Principle:Langgenius Dify NavigationPatterns
| Knowledge Sources | Dify |
|---|---|
| Domains | Frontend, Navigation |
| Last Updated | 2026-02-12 07:00 GMT |
Overview
Dify provides consistent navigation helpers that preserve URL query parameters across route transitions, preventing state loss when users move between related pages.
Description
The utils/navigation.ts module defines utility functions for constructing navigation paths that carry forward the current URL's query parameters. The primary function, createNavigationPath, accepts a base path and an optional preserveParams flag. When preservation is enabled (the default), it reads the current window.location.search parameters and appends them to the target path.
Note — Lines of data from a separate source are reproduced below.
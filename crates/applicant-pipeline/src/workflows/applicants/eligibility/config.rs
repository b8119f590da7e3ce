use std::collections::BTreeSet;

use serde::{Deserialize, Serialize};

/// Thresholds the shortlist rule compares derived metrics against.
#[derive(Debug, Clone, PartialEq, Serialize, Deserialize)]
pub struct ShortlistCriteria {
    pub min_experience_years: f64,
    /// Upper bound on the preferred rate after conversion to USD.
    pub max_hourly_rate_reference_currency: f64,
    pub approved_location_classes: BTreeSet<String>,
}

impl ShortlistCriteria {
    pub fn approves_location(&self, class: &str) -> bool {
        self.approved_location_classes.contains(class)
    }
}

impl Default for ShortlistCriteria {
    fn default() -> Self {
        Self {
            min_experience_years: 3.0,
            max_hourly_rate_reference_currency: 150.0,
            approved_location_classes: ["USA", "CANADA", "UK", "GERMANY", "INDIA"]
                .into_iter()
                .map(str::to_string)
                .collect(),
        }
    }
}
use applicant_pipeline_api::run;

#[tokio::main]
async fn main() {
    if let Err(err) = run().await {
        eprintln!("application error: {err}");
        std::process::exit(1);
    }
}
This is particularly important in paginated list views where users drill into a detail page and then navigate back; without parameter preservation, the list resets to page 1, losing the user's scroll position, filter selections, and keyword searches.
The createBackNavigation function wraps createNavigationPath with a Next.js router instance, returning a callable function suitable for back button handlers and breadcrumb links. This factory pattern allows components to create the navigation handler once during render and pass it to onClick handlers or child components without recalculating the path on each invocation.
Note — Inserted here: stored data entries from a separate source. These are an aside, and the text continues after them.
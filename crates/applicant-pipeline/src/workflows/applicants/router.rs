use std::sync::Arc;

use axum::{
    extract::{Path, State},
    http::StatusCode,
    response::{IntoResponse, Response},
    routing::{get, post},
    Json, Router,
};
use serde::Deserialize;
use serde_json::json;

use super::projector::{ProjectionError, ProjectionOutcome};
use super::rematerializer::RematerializeError;
use super::service::{ApplicantPipelineService, PipelineError};
use super::shortlist::ShortlistError;
use super::store::{RecordId, RecordStore};

/// Body sent by spreadsheet automations. Both casings are accepted.
#[derive(Debug, Clone, Default, Deserialize)]
pub struct WebhookPayload {
    #[serde(default, alias = "recordId")]
    pub record_id: Option<String>,
}

impl WebhookPayload {
    fn record_id(&self) -> Option<RecordId> {
        self.record_id
            .as_deref()
            .map(str::trim)
            .filter(|id| !id.is_empty())
            .map(RecordId::new)
    }
}

/// Router exposing the webhook triggers and the pipeline API.
pub fn pipeline_router<S>(service: Arc<ApplicantPipelineService<S>>) -> Router
where
    S: RecordStore + 'static,
{
    Router::new()
        .route(
            "/webhook/new-application",
            post(new_application_handler::<S>),
        )
        .route("/webhook/compress", post(compress_handler::<S>))
        .route("/webhook/decompress", post(decompress_handler::<S>))
        .route("/webhook/shortlist", post(shortlist_handler::<S>))
        .route("/api/v1/pipeline/project", post(project_all_handler::<S>))
        .route(
            "/api/v1/pipeline/shortlist",
            post(shortlist_all_handler::<S>),
        )
        .route(
            "/api/v1/applicants/:record_id",
            get(status_handler::<S>),
        )
        .with_state(service)
}

pub(crate) async fn new_application_handler<S>(
    State(service): State<Arc<ApplicantPipelineService<S>>>,
    Json(payload): Json<WebhookPayload>,
) -> Response
where
    S: RecordStore + 'static,
{
    let Some(record_id) = payload.record_id() else {
        return missing_record_id();
    };

    match service.process_new_application(&record_id) {
        Ok(report) => (StatusCode::OK, Json(report)).into_response(),
        Err(err) => error_response(err),
    }
}

pub(crate) async fn compress_handler<S>(
    State(service): State<Arc<ApplicantPipelineService<S>>>,
    Json(payload): Json<WebhookPayload>,
) -> Response
where
    S: RecordStore + 'static,
{
    let Some(record_id) = payload.record_id() else {
        return missing_record_id();
    };

    match service.project(&record_id) {
        Ok(ProjectionOutcome::Projected { document, warnings }) => {
            let payload = json!({
                "record_id": record_id,
                "outcome": "projected",
                "document": document,
                "warnings": warnings,
            });
            (StatusCode::OK, Json(payload)).into_response()
        }
        Ok(ProjectionOutcome::Skipped) => {
            let payload = json!({
                "record_id": record_id,
                "outcome": "skipped",
            });
            (StatusCode::OK, Json(payload)).into_response()
        }
        Err(err) => error_response(err),
    }
}

pub(crate) async fn decompress_handler<S>(
    State(service): State<Arc<ApplicantPipelineService<S>>>,
    Json(payload): Json<WebhookPayload>,
) -> Response
where
    S: RecordStore + 'static,
{
    let Some(record_id) = payload.record_id() else {
        return missing_record_id();
    };

    match service.rematerialize(&record_id) {
        Ok(summary) => (StatusCode::OK, Json(summary)).into_response(),
        Err(err) => error_response(err),
    }
}

pub(crate) async fn shortlist_handler<S>(
    State(service): State<Arc<ApplicantPipelineService<S>>>,
    Json(payload): Json<WebhookPayload>,
) -> Response
where
    S: RecordStore + 'static,
{
    let Some(record_id) = payload.record_id() else {
        return missing_record_id();
    };

    match service.shortlist(&record_id) {
        Ok(outcome) => (StatusCode::OK, Json(outcome)).into_response(),
        Err(err) => error_response(err),
    }
}

pub(crate) async fn project_all_handler<S>(
    State(service): State<Arc<ApplicantPipelineService<S>>>,
) -> Response
where
    S: RecordStore + 'static,
{
    match service.project_all() {
        Ok(report) => (StatusCode::OK, Json(report)).into_response(),
        Err(err) => error_response(err),
    }
}

pub(crate) async fn shortlist_all_handler<S>(
    State(service): State<Arc<ApplicantPipelineService<S>>>,
) -> Response
where
    S: RecordStore + 'static,
{
    match service.shortlist_all() {
        Ok(report) => (StatusCode::OK, Json(report)).into_response(),
        Err(err) => error_response(err),
    }
}

pub(crate) async fn status_handler<S>(
    State(service): State<Arc<ApplicantPipelineService<S>>>,
    Path(record_id): Path<String>,
) -> Response
where
    S: RecordStore + 'static,
{
    match service.status(&RecordId::new(record_id)) {
        Ok(view) => (StatusCode::OK, Json(view)).into_response(),
        Err(err) => error_response(err),
    }
}

fn missing_record_id() -> Response {
    let payload = json!({
        "error": "record_id is required",
    });
    (StatusCode::BAD_REQUEST, Json(payload)).into_response()
}

pub(crate) fn error_status(err: &PipelineError) -> StatusCode {
    match err {
        PipelineError::ApplicantNotFound { .. } => StatusCode::NOT_FOUND,
        PipelineError::Projection(ProjectionError::MissingApplicantId { .. })
        | PipelineError::Rematerialize(RematerializeError::MalformedDocument { .. })
        | PipelineError::Shortlist(ShortlistError::MalformedDocument { .. }) => {
            StatusCode::UNPROCESSABLE_ENTITY
        }
        PipelineError::Rematerialize(RematerializeError::NoDocument { .. })
        | PipelineError::Rematerialize(RematerializeError::OwnerMismatch { .. }) => {
            StatusCode::CONFLICT
        }
        _ => StatusCode::INTERNAL_SERVER_ERROR,
    }
}

fn error_response(err: PipelineError) -> Response {
    let status = error_status(&err);
    let payload = json!({
        "error": err.to_string(),
    });
    (status, Json(payload)).into_response()
}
Both functions include defensive error handling: if window.location is unavailable (e.g., during server-side rendering) or the URL parsing fails, the functions fall back to the base path without query parameters. A console warning is emitted for debugging purposes. This resilience ensures that navigation never breaks, even in edge cases where the browser's location API is restricted or the URL format is unexpected.
Usage
Use this principle when:
- Implementing back navigation from detail pages to list views that support pagination or filtering
- Creating breadcrumb navigation that should preserve the user's position in paginated data
- Adding new route transitions between related pages where query parameter state matters
Theoretical Basis
This pattern implements State Preservation across navigation transitions, a core concept in User Interface State Management. The approach follows the Memento Pattern in a lightweight form, where the URL query string serves as the externalized state snapshot that can be restored when returning to a previous view. The factory function pattern (createBackNavigation) applies Partial Application from functional programming, pre-binding the router and base path to produce a zero-argument navigation action.